Among the records below, how many lines contain the word "match"? The answer is a single number.

THE DATA:

++++++

//! Conversion between argument vectors and shell command lines.
//!
//! Only what is needed to move a command between its two forms: POSIX
//! quoting and splitting through `shell-words`, plus MSVCRT-style joining on
//! Windows. No expansion of any kind is performed.

use std::borrow::Cow;

use crate::error::CmdError;
use crate::Result;

/// Quote a single argument for a POSIX shell.
pub fn quote(arg: &str) -> Cow<'_, str> {
    shell_words::quote(arg)
}

/// Join an argument vector into a POSIX shell command line.
pub fn join_posix<S: AsRef<str>>(argv: &[S]) -> String {
    shell_words::join(argv)
}

/// Join an argument vector following the MSVCRT parsing rules.
pub fn join_windows<S: AsRef<str>>(argv: &[S]) -> String {
    let mut line = String::new();

    for (i, arg) in argv.iter().enumerate() {
        let arg = arg.as_ref();
        if i > 0 {
            line.push(' ');
        }

        let needs_quotes = arg.is_empty() || arg.contains([' ', '\t']);
        if needs_quotes {
            line.push('"');
        }

        let mut backslashes = 0usize;
        for c in arg.chars() {
            match c {
                '\\' => backslashes += 1,
                '"' => {
                    // Backslashes preceding a quote are doubled, then the quote escaped.
                    line.extend(std::iter::repeat('\\').take(backslashes * 2 + 1));
                    line.push('"');
                    backslashes = 0;
                }
                _ => {
                    line.extend(std::iter::repeat('\\').take(backslashes));
                    backslashes = 0;
                    line.push(c);
                }
            }
        }

        if needs_quotes {
            line.extend(std::iter::repeat('\\').take(backslashes * 2));
            line.push('"');
        } else {
            line.extend(std::iter::repeat('\\').take(backslashes));
        }
    }

    line
}

/// Join an argument vector for the host shell.
pub fn join<S: AsRef<str>>(argv: &[S]) -> String {
    if crate::platform::WIN32 {
        join_windows(argv)
    } else {
        join_posix(argv)
    }
}

/// Split a command line into words using POSIX quoting rules.
///
/// Fails on an unterminated quote or a trailing escape.
pub fn split(line: &str) -> Result<Vec<String>> {
    if ends_with_escape(line) {
        return Err(CmdError::InvalidArgument(format!(
            "trailing backslash in command line: {line}"
        )));
    }
    shell_words::split(line)
        .map_err(|e| CmdError::InvalidArgument(format!("{e} in command line: {line}")))
}

/// Whether the line ends in a backslash that escapes nothing.
///
/// `shell-words` keeps such a backslash as a literal character.
fn ends_with_escape(line: &str) -> bool {
    let mut single = false;
    let mut double = false;
    let mut escaped = false;
    for c in line.chars() {
        if escaped {
            escaped = false;
            continue;
        }
        match c {
            '\\' if !single => escaped = true,
            '\'' if !double => single = !single,
            '"' if !single => double = !double,
            _ => {}
        }
    }
    escaped
}

#[cfg(test)]
mod tests {
    use super::*;

    #[test]
    fn test_quote_safe_word() {
        assert_eq!(quote("hello"), "hello");
        assert_eq!(quote("/usr/bin/env"), "/usr/bin/env");
    }

    #[test]
    fn test_quote_special() {
        assert_eq!(quote(""), "''");
        assert_eq!(quote("hello world"), "'hello world'");
        assert_eq!(quote("$HOME"), "'$HOME'");
        assert_eq!(split(&quote("it's")).unwrap(), vec!["it's"]);
    }

    #[test]
    fn test_join_posix() {
        let line = join_posix(&["echo", "a b", "c"]);
        assert_eq!(line, "echo 'a b' c");
    }

    #[test]
    fn test_join_windows() {
        assert_eq!(join_windows(&["dir", "C:\\Program Files"]), r#"dir "C:\Program Files""#);
        assert_eq!(join_windows(&["echo", ""]), r#"echo """#);
        assert_eq!(join_windows(&[r#"say"hi"#]), r#"say\"hi"#);
        assert_eq!(join_windows(&["a b\\"]), r#""a b\\""#);
        assert_eq!(join_windows(&["a\\b"]), r#"a\b"#);
    }

    #[test]
    fn test_split_plain() {
        assert_eq!(split("ls -la  /tmp").unwrap(), vec!["ls", "-la", "/tmp"]);
        assert!(split("   ").unwrap().is_empty());
    }

    #[test]
    fn test_split_quotes() {
        assert_eq!(
            split(r#"echo 'a b' "c d" e\ f"#).unwrap(),
            vec!["echo", "a b", "c d", "e f"]
        );
        assert_eq!(split(r#"echo "x\"y""#).unwrap(), vec!["echo", "x\"y"]);
        assert_eq!(split("echo ''").unwrap(), vec!["echo", ""]);
        assert_eq!(split("a'b'c").unwrap(), vec!["abc"]);
    }

    #[test]
    fn test_split_errors() {
        assert!(split("echo 'open").is_err());
        assert!(split("echo \"open").is_err());
        assert!(split("echo \\").is_err());
        assert!(split("a\\\\\\").is_err());
    }

    #[test]
    fn test_split_escaped_backslash_is_fine() {
        assert_eq!(split(r"echo a\\").unwrap(), vec!["echo", "a\\"]);
        assert_eq!(split(r"echo '\'").unwrap(), vec!["echo", "\\"]);
        assert_eq!(split(r#"echo "it's""#).unwrap(), vec!["echo", "it's"]);
    }

    #[test]
    fn test_split_inverts_join() {
        let argv = vec!["printf", "%s\n", "it's", "", "$x y"];
        assert_eq!(split(&join_posix(&argv)).unwrap(), argv);
    }
}
//! Invocation checks performed before anything is spawned.

use std::path::Path;
use std::time::Duration;

use super::command::{CommandSpec, Invocation};
use crate::error::CmdError;
use crate::Result;

/// Longest command text kept in log lines.
const MAX_DISPLAY_CHARS: usize = 1000;

/// Validate every field of an invocation.
pub fn validate(invocation: &Invocation) -> Result<()> {
    validate_command(&invocation.command)?;
    if let Some(timeout) = invocation.timeout {
        validate_timeout(timeout)?;
    }
    if let Some(ref cwd) = invocation.cwd {
        validate_working_dir(cwd)?;
    }
    if let Some(ref env) = invocation.env {
        for (key, value) in env {
            if key.is_empty() || key.contains('=') || key.contains('\0') || value.contains('\0') {
                return Err(CmdError::InvalidArgument(format!(
                    "invalid environment variable: {key:?}"
                )));
            }
        }
    }
    Ok(())
}

/// Validate the command itself.
pub fn validate_command(command: &CommandSpec) -> Result<()> {
    if command.is_empty() {
        return Err(CmdError::InvalidArgument("command cannot be empty".into()));
    }

    match command {
        CommandSpec::Shell(line) => {
            if line.contains('\0') {
                return Err(nul_byte());
            }
        }
        CommandSpec::Argv(argv) => {
            if argv[0].is_empty() {
                return Err(CmdError::InvalidArgument("program name cannot be empty".into()));
            }
            if argv.iter().any(|arg| arg.contains('\0')) {
                return Err(nul_byte());
            }
        }
    }

    Ok(())
}

/// A timeout must be a positive duration.
pub fn validate_timeout(timeout: Duration) -> Result<()> {
    if timeout.is_zero() {
        return Err(CmdError::InvalidArgument("timeout must be positive".into()));
    }
    Ok(())
}

/// The working directory must exist and be a directory.
pub fn validate_working_dir(path: &Path) -> Result<()> {
    if !path.is_dir() {
        return Err(CmdError::InvalidWorkingDirectory(path.to_path_buf()));
    }
    Ok(())
}

/// Command text safe to put in a log line.
pub fn sanitize_for_display(command: &str) -> String {
    command
        .chars()
        .filter(|c| !c.is_control() || *c == '\t')
        .take(MAX_DISPLAY_CHARS)
        .collect()
}

fn nul_byte() -> CmdError {
    CmdError::InvalidArgument("command contains a NUL byte".into())
}
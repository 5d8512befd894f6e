//! Configuration management for the shell-cmd binary.
//!
//! Configuration is loaded with the following priority (highest to lowest):
//! 1. Command-line arguments
//! 2. Environment variables
//! 3. Configuration file (JSON)
//! 4. Default values

use std::path::Path;
use std::time::Duration;

use serde::{Deserialize, Serialize};

use crate::cli::Args;
use crate::execution::{CommandSpec, Invocation, TeeBackend, TeePolicy};

/// Application configuration.
#[derive(Debug, Clone, Default, Serialize, Deserialize)]
#[serde(default)]
pub struct Config {
    /// Defaults applied to every invocation.
    pub defaults: DefaultsSection,
    /// Logging configuration.
    pub logging: LoggingSection,
}

/// Invocation defaults.
#[derive(Debug, Clone, Default, Serialize, Deserialize)]
#[serde(default)]
pub struct DefaultsSection {
    /// Echo level.
    pub verbose: u8,
    /// Output draining backend.
    pub tee_backend: TeeBackend,
    /// Timeout in seconds; absent means no deadline.
    pub timeout_secs: Option<f64>,
    /// Route commands through the shell.
    pub shell: bool,
    /// Fail on non-zero exit codes.
    pub check: bool,
}

/// Logging configuration section.
#[derive(Debug, Clone, Serialize, Deserialize)]
#[serde(default)]
pub struct LoggingSection {
    /// Log level (error, warn, info, debug, trace) or a full filter.
    pub level: String,
}

impl Default for LoggingSection {
    fn default() -> Self {
        Self {
            level: "info".to_string(),
        }
    }
}

impl Config {
    /// Load configuration from a JSON file.
    pub fn from_file(path: &Path) -> Result<Self, ConfigError> {
        let content = std::fs::read_to_string(path).map_err(ConfigError::Io)?;
        serde_json::from_str(&content).map_err(ConfigError::Json)
    }

    /// Apply environment variable overrides.
    pub fn apply_env(&mut self) -> Result<(), ConfigError> {
        if let Ok(verbose) = std::env::var("SHELL_CMD_VERBOSE") {
            self.defaults.verbose = verbose
                .parse()
                .map_err(|_| ConfigError::InvalidValue("SHELL_CMD_VERBOSE", verbose))?;
        }

        if let Ok(backend) = std::env::var("SHELL_CMD_BACKEND") {
            self.defaults.tee_backend = backend
                .parse()
                .map_err(|_| ConfigError::InvalidValue("SHELL_CMD_BACKEND", backend))?;
        }

        if let Ok(timeout) = std::env::var("SHELL_CMD_TIMEOUT") {
            let secs = timeout
                .parse()
                .map_err(|_| ConfigError::InvalidValue("SHELL_CMD_TIMEOUT", timeout))?;
            self.defaults.timeout_secs = Some(secs);
        }

        if let Ok(level) = std::env::var("SHELL_CMD_LOG_LEVEL") {
            self.logging.level = level;
        } else if let Ok(level) = std::env::var("RUST_LOG") {
            self.logging.level = level;
        }

        Ok(())
    }

    /// Apply CLI argument overrides.
    pub fn apply_args(&mut self, args: &Args) {
        if args.verbose > 0 {
            self.defaults.verbose = args.verbose;
        }
        if let Some(backend) = args.backend {
            self.defaults.tee_backend = backend;
        }
        if let Some(timeout) = args.timeout {
            self.defaults.timeout_secs = Some(timeout);
        }
        if args.shell {
            self.defaults.shell = true;
        }
        if args.check {
            self.defaults.check = true;
        }
        if let Some(ref level) = args.log_level {
            self.logging.level = level.clone();
        }
    }

    /// Load configuration with full priority chain.
    ///
    /// Priority: CLI args > env vars > config file > defaults
    pub fn load(args: &Args) -> Result<Self, ConfigError> {
        let mut config = match args.config {
            Some(ref path) => Config::from_file(path)?,
            None => Config::default(),
        };

        config.apply_env()?;
        config.apply_args(args);

        Ok(config)
    }

    /// Seed an invocation with the configured defaults.
    pub fn base_invocation(&self, command: impl Into<CommandSpec>) -> Invocation {
        let mut invocation = Invocation::new(command)
            .shell(self.defaults.shell)
            .verbose(self.defaults.verbose)
            .tee_backend(self.defaults.tee_backend)
            .check(self.defaults.check);
        if let Some(secs) = self.defaults.timeout_secs {
            invocation = match self.timeout() {
                Some(timeout) => invocation.timeout(timeout),
                None => invocation.timeout_secs(secs),
            };
        }
        invocation
    }

    /// Build the invocation described by the command line.
    ///
    /// A single positional argument is treated as a command line, split or
    /// handed to the shell depending on `shell`. Without `--json` the output is teed unless `--no-tee` was given, since
    /// nothing else would show it.
    pub fn invocation(&self, args: &Args) -> Invocation {
        let command = if args.command.len() == 1 {
            CommandSpec::Shell(args.command[0].clone())
        } else {
            CommandSpec::Argv(args.command.clone())
        };

        let tee = match args.tee {
            Some(tee) => TeePolicy::from(Some(tee)),
            None if args.json => TeePolicy::Auto,
            None => TeePolicy::Enabled,
        };

        let mut invocation = self
            .base_invocation(command)
            .tee(tee)
            .detach(args.detach)
            .system(args.system);

        if let Some(ref cwd) = args.cwd {
            invocation = invocation.cwd(cwd);
        }
        if args.clear_env {
            invocation = invocation.env_clear();
        }
        invocation.envs(args.env.iter().cloned())
    }

    /// Timeout as a duration, if configured.
    pub fn timeout(&self) -> Option<Duration> {
        self.defaults
            .timeout_secs
            .and_then(|secs| Duration::try_from_secs_f64(secs).ok())
    }

    /// Get the log level filter string.
    pub fn log_filter(&self) -> &str {
        &self.logging.level
    }
}

/// Configuration errors.
#[derive(Debug)]
pub enum ConfigError {
    /// IO error reading config file.
    Io(std::io::Error),
    /// JSON parsing error.
    Json(serde_json::Error),
    /// An environment variable holds an unusable value.
    InvalidValue(&'static str, String),
}

impl std::fmt::Display for ConfigError {
    fn fmt(&self, f: &mut std::fmt::Formatter<'_>) -> std::fmt::Result {
        match self {
            Self::Io(e) => write!(f, "failed to read config file: {}", e),
            Self::Json(e) => write!(f, "failed to parse config file: {}", e),
            Self::InvalidValue(name, value) => write!(f, "invalid value for {}: '{}'", name, value),
        }
    }
}

impl std::error::Error for ConfigError {}
//! Tokio backend: both pipes drained by one task under `select!`.

use std::process::Stdio;
use std::time::{Duration, Instant};

use tokio::io::AsyncReadExt;
use tokio::process::{ChildStderr, ChildStdout};
use tokio::sync::mpsc;
use tracing::{debug, warn};

use super::{Capture, Prepared, READER_GRACE, READ_BUFFER_SIZE};
use crate::error::CmdError;
use crate::execution::command::TeeBackend;
use crate::execution::process_group;
use crate::execution::result::{exit_code_of, CmdOutput, OutputChunk};
use crate::output::TeeSink;
use crate::Result;

/// Run on a private current-thread runtime, blocking the caller.
///
/// When the caller is already inside a runtime, the private runtime gets its
/// own thread, since one runtime cannot be started inside another.
pub(crate) fn run_blocking(
    prepared: &Prepared,
    timeout: Option<Duration>,
    sink: Option<&mut (dyn TeeSink + '_)>,
) -> Result<CmdOutput> {
    if tokio::runtime::Handle::try_current().is_err() {
        return block_on_private(prepared, timeout, sink);
    }

    debug!("inside a tokio runtime; running the tokio backend on its own thread");
    std::thread::scope(|scope| {
        std::thread::Builder::new()
            .name("shell-cmd-tokio".to_string())
            .spawn_scoped(scope, move || block_on_private(prepared, timeout, sink))?
            .join()
            .map_err(|_| CmdError::Runtime("tokio backend thread panicked".into()))?
    })
}

fn block_on_private(
    prepared: &Prepared,
    timeout: Option<Duration>,
    sink: Option<&mut (dyn TeeSink + '_)>,
) -> Result<CmdOutput> {
    let runtime = tokio::runtime::Builder::new_current_thread()
        .enable_all()
        .build()
        .map_err(|e| CmdError::Runtime(e.to_string()))?;
    runtime.block_on(run(prepared, timeout, sink))
}

/// Run to completion on the current runtime.
pub(crate) async fn run(
    prepared: &Prepared,
    timeout: Option<Duration>,
    mut sink: Option<&mut (dyn TeeSink + '_)>,
) -> Result<CmdOutput> {
    let mut std_command = prepared.std_command();
    std_command
        .stdin(Stdio::inherit())
        .stdout(Stdio::piped())
        .stderr(Stdio::piped());
    let mut command = tokio::process::Command::from(std_command);
    command.kill_on_drop(true);

    let start = Instant::now();
    let mut child = command.spawn().map_err(|e| prepared.spawn_error(e))?;
    debug!(pid = ?child.id(), command = %prepared.display, "spawned");

    let mut stdout = child
        .stdout
        .take()
        .ok_or_else(|| CmdError::Io(std::io::Error::other("stdout was not piped")))?;
    let mut stderr = child
        .stderr
        .take()
        .ok_or_else(|| CmdError::Io(std::io::Error::other("stderr was not piped")))?;

    let mut capture = Capture::default();
    let drain = async {
        let mut out_buf = [0u8; READ_BUFFER_SIZE];
        let mut err_buf = [0u8; READ_BUFFER_SIZE];
        let mut out_open = true;
        let mut err_open = true;

        while out_open || err_open {
            tokio::select! {
                read = stdout.read(&mut out_buf), if out_open => match read? {
                    0 => out_open = false,
                    n => capture.push(&OutputChunk::stdout(out_buf[..n].to_vec()), sink.as_deref_mut()),
                },
                read = stderr.read(&mut err_buf), if err_open => match read? {
                    0 => err_open = false,
                    n => capture.push(&OutputChunk::stderr(err_buf[..n].to_vec()), sink.as_deref_mut()),
                },
            }
        }

        child.wait().await
    };

    let waited = match timeout {
        Some(timeout) => tokio::time::timeout(timeout, drain).await.ok(),
        None => Some(drain.await),
    };

    let Some(status) = waited else {
        if let Some(pid) = child.id() {
            process_group::kill_pid_tree(pid);
        }
        if let Err(e) = child.start_kill() {
            debug!(error = %e, "direct kill failed");
        }
        child.wait().await?;
        drain_after_kill(&mut stdout, &mut stderr, &mut capture).await;
        return Err(prepared.timeout_error(timeout.unwrap_or_default(), capture));
    };

    let status = status?;
    let duration = start.elapsed();
    let exit_code = exit_code_of(status);
    debug!(command = %prepared.display, exit_code, ?duration, "finished");

    Ok(CmdOutput {
        command: prepared.display.clone(),
        stdout: Some(String::from_utf8_lossy(&capture.stdout).into_owned()),
        stderr: Some(String::from_utf8_lossy(&capture.stderr).into_owned()),
        exit_code,
        cwd: prepared.cwd.clone(),
        duration,
        backend: TeeBackend::Tokio,
    })
}

/// Collect what is left in the pipes after a kill, within the reader grace.
async fn drain_after_kill(
    stdout: &mut ChildStdout,
    stderr: &mut ChildStderr,
    capture: &mut Capture,
) {
    let drain = async {
        let mut rest = Vec::new();
        if stdout.read_to_end(&mut rest).await.is_ok() {
            capture.stdout.extend_from_slice(&rest);
        }
        rest.clear();
        if stderr.read_to_end(&mut rest).await.is_ok() {
            capture.stderr.extend_from_slice(&rest);
        }
    };
    if tokio::time::timeout(READER_GRACE, drain).await.is_err() {
        warn!("output pipes still open after kill; abandoning");
    }
}

/// Tee sink that forwards chunks to an async receiver.
pub(crate) struct ChannelSink {
    tx: mpsc::UnboundedSender<OutputChunk>,
}

impl ChannelSink {
    pub(crate) fn new(tx: mpsc::UnboundedSender<OutputChunk>) -> Self {
        Self { tx }
    }
}

impl TeeSink for ChannelSink {
    fn write_chunk(&mut self, chunk: &OutputChunk) -> std::io::Result<()> {
        // A dropped receiver only means nobody is watching any more.
        let _ = self.tx.send(chunk.clone());
        Ok(())
    }

    fn write_note(&mut self, _line: &str) -> std::io::Result<()> {
        Ok(())
    }
}

#[cfg(all(test, unix))]
mod tests {
    use super::*;
    use crate::execution::Invocation;
    use crate::output::BufferSink;

    fn prepared(inv: Invocation) -> Prepared {
        Prepared::from_invocation(&inv, false).unwrap()
    }

    #[test]
    fn test_run_blocking_captures() {
        let p = prepared(Invocation::new("echo out; echo err >&2; exit 5").shell(true));
        let mut sink = BufferSink::new();
        let output = run_blocking(&p, None, Some(&mut sink)).unwrap();

        assert_eq!(output.stdout.as_deref(), Some("out\n"));
        assert_eq!(output.stderr.as_deref(), Some("err\n"));
        assert_eq!(output.exit_code, 5);
        assert_eq!(output.backend, TeeBackend::Tokio);
        assert_eq!(sink.stdout_text(), "out\n");
    }

    #[tokio::test]
    async fn test_run_timeout() {
        let p = prepared(Invocation::new(["sleep", "10"]));
        let start = Instant::now();
        let err = run(&p, Some(Duration::from_millis(50)), None).await.unwrap_err();

        assert!(err.is_timeout());
        assert!(start.elapsed() < Duration::from_secs(5));
    }

    #[tokio::test]
    async fn test_channel_sink_forwards() {
        let (tx, mut rx) = mpsc::unbounded_channel();
        let mut sink = ChannelSink::new(tx);
        sink.write_chunk(&OutputChunk::stdout(b"hi".to_vec())).unwrap();
        drop(sink);

        let chunk = rx.recv().await.unwrap();
        assert_eq!(chunk.raw, b"hi");
        assert!(rx.recv().await.is_none());
    }
}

++++++

ANSWER TO THE EXERCISE: 10